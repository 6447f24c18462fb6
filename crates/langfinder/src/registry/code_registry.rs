//! Script / region code registry
//!
//! Immutable lookup tables for script codes, region codes and script samples.
//! Built once by an explicit constructor at startup and passed by reference to
//! the normalizer and the service; there is no global table.

use std::collections::HashMap;
use std::path::Path;

use tracing::debug;

use crate::errors::DataError;
use crate::registry::data_loader::load_json;

/// Lookup tables consumed by normalization and display.
#[derive(Debug, Clone, Default)]
pub struct CodeRegistry {
  /// Script code → display name
  script_names: HashMap<String, String>,

  /// Region code → display name
  region_names: HashMap<String, String>,

  /// Script code → sample text
  script_samples: HashMap<String, String>,
}

impl CodeRegistry {
  /// Builds a registry from script and region tables.
  pub fn new(script_names: HashMap<String, String>, region_names: HashMap<String, String>) -> Self {
    Self {
      script_names,
      region_names,
      script_samples: HashMap::new(),
    }
  }

  /// Builds a registry from `(code, name)` pairs. Convenient for tests and small tables.
  pub fn from_pairs<'a, S, R>(scripts: S, regions: R) -> Self
  where
    S: IntoIterator<Item = (&'a str, &'a str)>,
    R: IntoIterator<Item = (&'a str, &'a str)>,
  {
    let owned = |(code, name): (&str, &str)| (code.to_string(), name.to_string());
    Self::new(
      scripts.into_iter().map(owned).collect(),
      regions.into_iter().map(owned).collect(),
    )
  }

  /// Builder that attaches the script sample table
  #[must_use]
  pub fn with_script_samples(mut self, samples: HashMap<String, String>) -> Self {
    self.script_samples = samples;
    self
  }

  /// Loads the tables from JSON objects (`{"Latn": "Latin", ...}`).
  ///
  /// Absent paths produce empty tables; every lookup then degrades to `None`.
  pub fn from_json_files(
    scripts_path: Option<&Path>,
    regions_path: Option<&Path>,
    script_samples_path: Option<&Path>,
  ) -> Result<Self, DataError> {
    let script_names = load_table(scripts_path)?;
    let region_names = load_table(regions_path)?;
    let script_samples = load_table(script_samples_path)?;

    debug!(
      scripts = script_names.len(),
      regions = region_names.len(),
      samples = script_samples.len(),
      "Code registry loaded"
    );

    Ok(Self {
      script_names,
      region_names,
      script_samples,
    })
  }

  /// Display name of a script code
  pub fn script_name(&self, code: &str) -> Option<&str> {
    self.script_names.get(code).map(String::as_str)
  }

  /// Display name of a region code
  pub fn region_name(&self, code: &str) -> Option<&str> {
    self.region_names.get(code).map(String::as_str)
  }

  /// Sample text written in a script
  pub fn script_sample(&self, code: &str) -> Option<&str> {
    self.script_samples.get(code).map(String::as_str)
  }
}

/// Loads one `code → name` table, empty when no path is configured
fn load_table(path: Option<&Path>) -> Result<HashMap<String, String>, DataError> {
  match path {
    Some(path) => load_json(path),
    None => Ok(HashMap::new()),
  }
}
impl LanguageSearcher {
  /// Builds the searcher and its index.
  ///
  /// # Errors
  /// - No search key configured
  /// - Tantivy index construction failure
  pub fn new(corpus: Vec<LanguageRecord>, options: SearcherOptions) -> Result<Self, SearcherError> {
    let index = CorpusIndex::build(&corpus, &options)?;

    let mut by_code = HashMap::with_capacity(corpus.len());
    for (position, record) in corpus.iter().enumerate() {
      if by_code.insert(record.code.clone(), position).is_some() {
        warn!(code = %record.code, "Duplicate code in corpus; lookups return the last record");
      }
    }

    info!(records = corpus.len(), "Language searcher ready");

    Ok(Self {
      corpus,
      by_code,
      index,
      identity: options.identity,
      include_score: options.tuning.include_score,
    })
  }

  /// Searcher with the default options
  pub fn with_defaults(corpus: Vec<LanguageRecord>) -> Result<Self, SearcherError> {
    Self::new(corpus, SearcherOptions::default())
  }

  /// Searched records, in corpus order
  pub fn corpus(&self) -> &[LanguageRecord] {
    &self.corpus
  }

  /// Number of records
  pub fn len(&self) -> usize {
    self.corpus.len()
  }

  /// Whether the corpus is empty
  pub fn is_empty(&self) -> bool {
    self.corpus.is_empty()
  }

  /// Record with the given code
  pub fn record_by_code(&self, code: &str) -> Option<&LanguageRecord> {
    self.by_code.get(code).map(|&position| &self.corpus[position])
  }

  /// Identity of a record
  pub fn identity_of(&self, record: &LanguageRecord) -> String {
    (self.identity)(record)
  }

  /// Runs all five tiers and returns the deduplicated, priority-ordered records.
  pub fn search_for_language(&self, query: &str) -> Vec<&LanguageRecord> {
    let results: Vec<&LanguageRecord> =
      self.incremental(query).flat_map(|batch| batch.records).collect();
    debug!(query = %query, results = results.len(), "Search completed");
    results
  }

  /// Runs the tiers asynchronously, one batch per tier.
  ///
  /// See [`search_incremental`].
  pub async fn async_search_for_language<'a, F>(&'a self, query: &str, on_batch: F)
  where
    F: FnMut(&[&'a LanguageRecord], &str) -> bool,
  {
    search_incremental(self, query, on_batch).await
  }

  /// Resumable tier-by-tier cursor over `query`
  pub fn incremental(&self, query: &str) -> IncrementalSearch<'_, Self> {
    IncrementalSearch::new(self, query)
  }

  /// Runs a single tier, without cross-tier deduplication.
  ///
  /// Records are ordered by score, then by corpus order. A failing tier is
  /// logged and yields no records.
  pub fn search_tier(&self, tier: SearchTier, query: &str) -> Vec<&LanguageRecord> {
    match self.try_search_tier(tier, query) {
      Ok(records) => records,
      Err(e) => {
        warn!(tier = %tier, query = %query, error = %e, "Search tier failed; skipping it");
        Vec::new()
      }
    }
  }

  fn try_search_tier(
    &self,
    tier: SearchTier,
    query: &str,
  ) -> Result<Vec<&LanguageRecord>, SearcherError> {
    if self.corpus.is_empty() {
      return Ok(Vec::new());
    }

    let Some(tier_query) = self.build_tier_query(tier, query)? else {
      return Ok(Vec::new());
    };

    let searcher = self.index.reader().searcher();
    let top_docs = searcher.search(tier_query.as_ref(), &TopDocs::with_limit(self.corpus.len()))?;

    let mut hits: Vec<(f32, usize)> = Vec::with_capacity(top_docs.len());
    for (score, doc_address) in top_docs {
      let doc: TantivyDocument = searcher.doc(doc_address)?;
      let position = doc
        .get_first(self.index.fields().record_index)
        .and_then(|v| v.as_u64())
        .map(|v| v as usize)
        .filter(|&position| position < self.corpus.len())
        .ok_or_else(|| SearcherError::InvalidIndex {
          field: RECORD_INDEX_FIELD.to_string(),
          reason: "Stored record index missing or out of range".to_string(),
        })?;
      hits.push((score, position));
    }

    hits.sort_by(|a, b| b.0.total_cmp(&a.0).then(a.1.cmp(&b.1)));

    Ok(
      hits
        .into_iter()
        .map(|(score, position)| {
          let record = &self.corpus[position];
          if self.include_score {
            trace!(tier = %tier, code = %record.code, score, "Tier hit");
          }
          record
        })
        .collect(),
    )
  }

  /// Fresh analyzer registered on the index
  fn analyzer(&self, name: &str) -> Result<TextAnalyzer, SearcherError> {
    self
      .index
      .index()
      .tokenizers()
      .get(name)
      .ok_or_else(|| SearcherError::TokenizerNotRegistered(name.to_string()))
  }

  /// Builds the tantivy query of a tier, `None` when the tier has nothing to search.
  fn build_tier_query(
    &self,
    tier: SearchTier,
    query: &str,
  ) -> Result<Option<Box<dyn Query>>, SearcherError> {
    match tier {
      SearchTier::Complete => self.build_key_query(query, |key, q| {
        Ok(Box::new(TermQuery::new(
          Term::from_field_text(key.exact, q),
          IndexRecordOption::Basic,
        )))
      }),
      SearchTier::WholeWord => self.build_key_query(query, |key, q| {
        regex_query(&format!(".* {} .*", regex::escape(q)), key.padded)
      }),
      SearchTier::StartOfWord => self.build_key_query(query, |key, q| {
        regex_query(&format!(".* {}.*", regex::escape(q)), key.padded)
      }),
      SearchTier::Substring => self.build_key_query(query, |key, q| {
        regex_query(&format!(".*{}.*", regex::escape(q)), key.exact)
      }),
      SearchTier::Fuzzy => self.build_fuzzy_query(query),
    }
  }

  /// One weighted clause per search key, any of which may match.
  ///
  /// `make` receives the key and the query normalized as a whole.
  fn build_key_query<F>(
    &self,
    query: &str,
    make: F,
  ) -> Result<Option<Box<dyn Query>>, SearcherError>
  where
    F: Fn(&KeyFields, &str) -> Result<Box<dyn Query>, SearcherError>,
  {
    let fields = self.index.fields();
    if fields.keys.is_empty() {
      return Ok(None);
    }

    let normalized = normalize_whole(&mut self.analyzer(EXACT_TOKENIZER)?, query);

    let mut clauses: Vec<(Occur, Box<dyn Query>)> = Vec::with_capacity(fields.keys.len());
    for key in &fields.keys {
      let key_query = make(key, normalized.as_str())?;
      clauses.push((Occur::Should, Box::new(BoostQuery::new(key_query, key.weight))));
    }

    Ok(Some(Box::new(BooleanQuery::new(clauses))))
  }

  /// Every query word must be close to a word of some fuzzy key.
  fn build_fuzzy_query(&self, query: &str) -> Result<Option<Box<dyn Query>>, SearcherError> {
    let fields = self.index.fields();
    if fields.fuzzy.is_empty() {
      return Ok(None);
    }

    let words = unique_tokens(&mut self.analyzer(WORDS_TOKENIZER)?, query);
    if words.is_empty() {
      return Ok(None);
    }

    let mut word_clauses: Vec<(Occur, Box<dyn Query>)> = Vec::with_capacity(words.len());
    for word in &words {
      let distance = fuzzy_distance(word);
      let mut alternatives: Vec<(Occur, Box<dyn Query>)> = Vec::new();

      for key in &fields.fuzzy {
        let term = Term::from_field_text(key.words, word);
        alternatives.push((
          Occur::Should,
          Box::new(BoostQuery::new(
            Box::new(FuzzyTermQuery::new(term.clone(), distance, true)),
            key.weight,
          )),
        ));
        if distance > 0 {
          alternatives.push((
            Occur::Should,
            Box::new(BoostQuery::new(
              Box::new(FuzzyTermQuery::new_prefix(term, distance, true)),
              key.weight * FUZZY_PREFIX_BOOST,
            )),
          ));
        }
      }

      word_clauses.push((Occur::Must, Box::new(BooleanQuery::new(alternatives))));
    }

    debug!(query = %query, words = ?words, "Fuzzy query built");
    Ok(Some(Box::new(BooleanQuery::new(word_clauses))))
  }
}
//! API State Definition

use std::sync::Arc;

use crate::config::Config;
use crate::service::LangFinderApiService;

/// Application State
///
/// State shared across the entire server.
/// Contains configuration and service.
#[derive(Clone)]
pub struct AppState {
  /// Configuration
  pub config: Config,
  /// Language Lookup Service
  ///
  /// - Production: `Arc::new(LangFinderApiServiceFull::new(&library_config)?)`
  /// - Test: `Arc::new(StubLangFinderApiService)`
  pub service: Arc<dyn LangFinderApiService>,
}

impl AppState {
  /// Creates a new AppState
  #[must_use]
  pub fn new(config: Config, service: Arc<dyn LangFinderApiService>) -> Self {
    Self { config, service }
  }
}
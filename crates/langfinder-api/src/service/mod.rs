//! Service module

mod langfinder_api_service;

pub use langfinder_api_service::{LangFinderApiService, LangFinderApiServiceFull, check_query};
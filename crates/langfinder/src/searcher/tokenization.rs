//! クエリトークナイゼーションモジュール
//!
//! 検索クエリをインデックスと同じアナライザーで正規化します。

use std::collections::HashSet;

use tantivy::tokenizer::{TextAnalyzer, TokenStream};

/// 与えられた Tokenizer を用いてクエリ文字列をトークナイズする純粋関数（ジェネリクス版）
///
/// # ジェネリクス
/// tantivy 0.25.0 の `Tokenizer` トレイトは `Self: Sized` を要求しているため
/// `&dyn Tokenizer` は使用できません。代わりにジェネリクス `<T: Tokenizer>` を使用します。
#[cfg(test)]
pub(crate) fn unique_tokens_with_tokenizer<T>(tokenizer: &mut T, query_str: &str) -> Vec<String>
where
  T: tantivy::tokenizer::Tokenizer,
{
  let mut token_stream = tokenizer.token_stream(query_str);
  unique_tokens_from_stream(&mut token_stream)
}

/// クエリを単語に分割し、正規化済みのユニークな単語を返す
///
/// 曖昧一致ティアで使用する。
pub(crate) fn unique_tokens(analyzer: &mut TextAnalyzer, query_str: &str) -> Vec<String> {
  let mut token_stream = analyzer.token_stream(query_str);
  unique_tokens_from_stream(&mut token_stream)
}

/// クエリ全体を1トークンとして正規化する
///
/// raw トークナイザーのアナライザーを渡すこと。完全一致・単語境界・
/// 部分一致ティアで使用する。
pub(crate) fn normalize_whole(analyzer: &mut TextAnalyzer, query_str: &str) -> String {
  let mut token_stream = analyzer.token_stream(query_str);
  let mut normalized = String::new();
  while token_stream.advance() {
    normalized.push_str(&token_stream.token().text);
  }
  normalized
}

/// トークンストリームからユニークなトークンを抽出する共通処理
///
/// - 空文字列トークンをスキップ
/// - 重複トークンを除外（最初の出現のみ採用）
fn unique_tokens_from_stream<T: TokenStream + ?Sized>(token_stream: &mut T) -> Vec<String> {
  let mut seen = HashSet::new();
  let mut tokens = Vec::new();

  while token_stream.advance() {
    let token = token_stream.token();

    // 空トークンはスキップ
    if token.text.is_empty() {
      continue;
    }

    // 重複トークンはスキップ（最初の出現のみ採用）
    if !seen.insert(token.text.clone()) {
      continue;
    }

    tokens.push(token.text.clone());
  }

  tokens
}

#[cfg(test)]
mod tests {
  use super::*;
  use crate::config::MatchTuning;
  use crate::indexer::build_analyzer;
  use tantivy::tokenizer::{RawTokenizer, SimpleTokenizer, Token, Tokenizer};

  /// 重複トークンが除外されることのテスト
  #[test]
  fn unique_tokens_deduplicates_in_first_seen_order() {
    let mut analyzer = build_analyzer(SimpleTokenizer::default(), &MatchTuning::default());

    let tokens = unique_tokens(&mut analyzer, "Tok tok PISIN tok");

    assert_eq!(tokens, vec!["tok".to_string(), "pisin".to_string()]);
  }

  #[test]
  fn normalize_whole_keeps_spaces_and_folds() {
    let mut analyzer = build_analyzer(RawTokenizer::default(), &MatchTuning::default());

    assert_eq!(normalize_whole(&mut analyzer, "Tok Písin"), "tok pisin");
    assert_eq!(normalize_whole(&mut analyzer, ""), "");
  }

  /// 空トークンがスキップされ、かつ重複が除外されることのテスト
  ///
  /// SimpleTokenizer では空トークンを生成しないため、
  /// テスト用の Tokenizer を自前で実装します。
  #[derive(Clone)]
  struct TestTokenizer;

  impl Tokenizer for TestTokenizer {
    type TokenStream<'a> = TestTokenStream;

    fn token_stream<'a>(&mut self, _text: &'a str) -> Self::TokenStream<'a> {
      let token = |text: &str| Token {
        text: text.to_string(),
        ..Default::default()
      };
      TestTokenStream {
        tokens: vec![token(""), token("uzbek"), token(""), token("uzbek"), token("northern")],
        index: 0,
      }
    }
  }

  struct TestTokenStream {
    tokens: Vec<Token>,
    index: usize,
  }

  impl TokenStream for TestTokenStream {
    fn advance(&mut self) -> bool {
      if self.index < self.tokens.len() {
        self.index += 1;
        true
      } else {
        false
      }
    }

    fn token(&self) -> &Token {
      // advance 後にのみ呼ばれる前提
      &self.tokens[self.index - 1]
    }

    fn token_mut(&mut self) -> &mut Token {
      // advance 後にのみ呼ばれる前提
      &mut self.tokens[self.index - 1]
    }
  }

  #[test]
  fn unique_tokens_skip_empty_and_deduplicate() {
    let mut tokenizer = TestTokenizer;

    let tokens = unique_tokens_with_tokenizer(&mut tokenizer, "ignored");

    // 空文字は含まれず、重複も取り除かれている
    assert_eq!(tokens, vec!["uzbek".to_string(), "northern".to_string()]);
  }
}
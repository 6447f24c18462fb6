//! API module

mod handlers;
mod routes;
mod state;

pub use handlers::{
  get_language, get_tag, health_check, post_highlight, post_search, post_search_tiers,
};
pub use routes::{create_router, run_server};
pub use state::AppState;
//! ルーター定義

use axum::{
  Router,
  routing::{get, post},
};
use tower_http::trace::TraceLayer;

use super::handlers::{
  get_language, get_tag, health_check, post_highlight, post_search, post_search_tiers,
};
use super::state::AppState;
use crate::errors::ApiError;

/// APIルーターを作成する
///
/// # Arguments
/// * `state` - アプリケーション状態
///
/// # Returns
/// 設定済みの Router
pub fn create_router(state: AppState) -> Router {
  Router::new()
    .route("/search", post(post_search))
    .route("/search/tiers", post(post_search_tiers))
    .route("/highlight", post(post_highlight))
    .route("/tags/{tag}", get(get_tag))
    .route("/languages/{code}", get(get_language))
    .route("/health", get(health_check))
    .layer(TraceLayer::new_for_http())
    .with_state(state)
}

/// サーバーを起動する
///
/// # Arguments
/// * `state` - アプリケーション状態
///
/// # Errors
/// サーバーの起動に失敗した場合にエラーを返す
pub async fn run_server(state: AppState) -> crate::errors::Result<()> {
  let addr = state.config.bind_addr.clone();
  let listener = tokio::net::TcpListener::bind(&addr)
    .await
    .map_err(|e| ApiError::config(format!("バインドに失敗しました: {}", e)))?;

  tracing::info!("サーバーを起動します: http://{}", addr);

  let router = create_router(state);

  axum::serve(listener, router)
    .await
    .map_err(|e| ApiError::internal(format!("サーバーエラー: {}", e)))?;

  Ok(())
}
—————
Could you repeat exactly the lines above from the line with "self.script_samples = samples;" up to and including the line with "let index = CorpusIndex::build(&corpus, &options)?;", and only those?

    self.script_samples = samples;
    self
  }

  /// Loads the tables from JSON objects (`{"Latn": "Latin", ...}`).
  ///
  /// Absent paths produce empty tables; every lookup then degrades to `None`.
  pub fn from_json_files(
    scripts_path: Option<&Path>,
    regions_path: Option<&Path>,
    script_samples_path: Option<&Path>,
  ) -> Result<Self, DataError> {
    let script_names = load_table(scripts_path)?;
    let region_names = load_table(regions_path)?;
    let script_samples = load_table(script_samples_path)?;

    debug!(
      scripts = script_names.len(),
      regions = region_names.len(),
      samples = script_samples.len(),
      "Code registry loaded"
    );

    Ok(Self {
      script_names,
      region_names,
      script_samples,
    })
  }

  /// Display name of a script code
  pub fn script_name(&self, code: &str) -> Option<&str> {
    self.script_names.get(code).map(String::as_str)
  }

  /// Display name of a region code
  pub fn region_name(&self, code: &str) -> Option<&str> {
    self.region_names.get(code).map(String::as_str)
  }

  /// Sample text written in a script
  pub fn script_sample(&self, code: &str) -> Option<&str> {
    self.script_samples.get(code).map(String::as_str)
  }
}

/// Loads one `code → name` table, empty when no path is configured
fn load_table(path: Option<&Path>) -> Result<HashMap<String, String>, DataError> {
  match path {
    Some(path) => load_json(path),
    None => Ok(HashMap::new()),
  }
}
impl LanguageSearcher {
  /// Builds the searcher and its index.
  ///
  /// # Errors
  /// - No search key configured
  /// - Tantivy index construction failure
  pub fn new(corpus: Vec<LanguageRecord>, options: SearcherOptions) -> Result<Self, SearcherError> {
    let index = CorpusIndex::build(&corpus, &options)?;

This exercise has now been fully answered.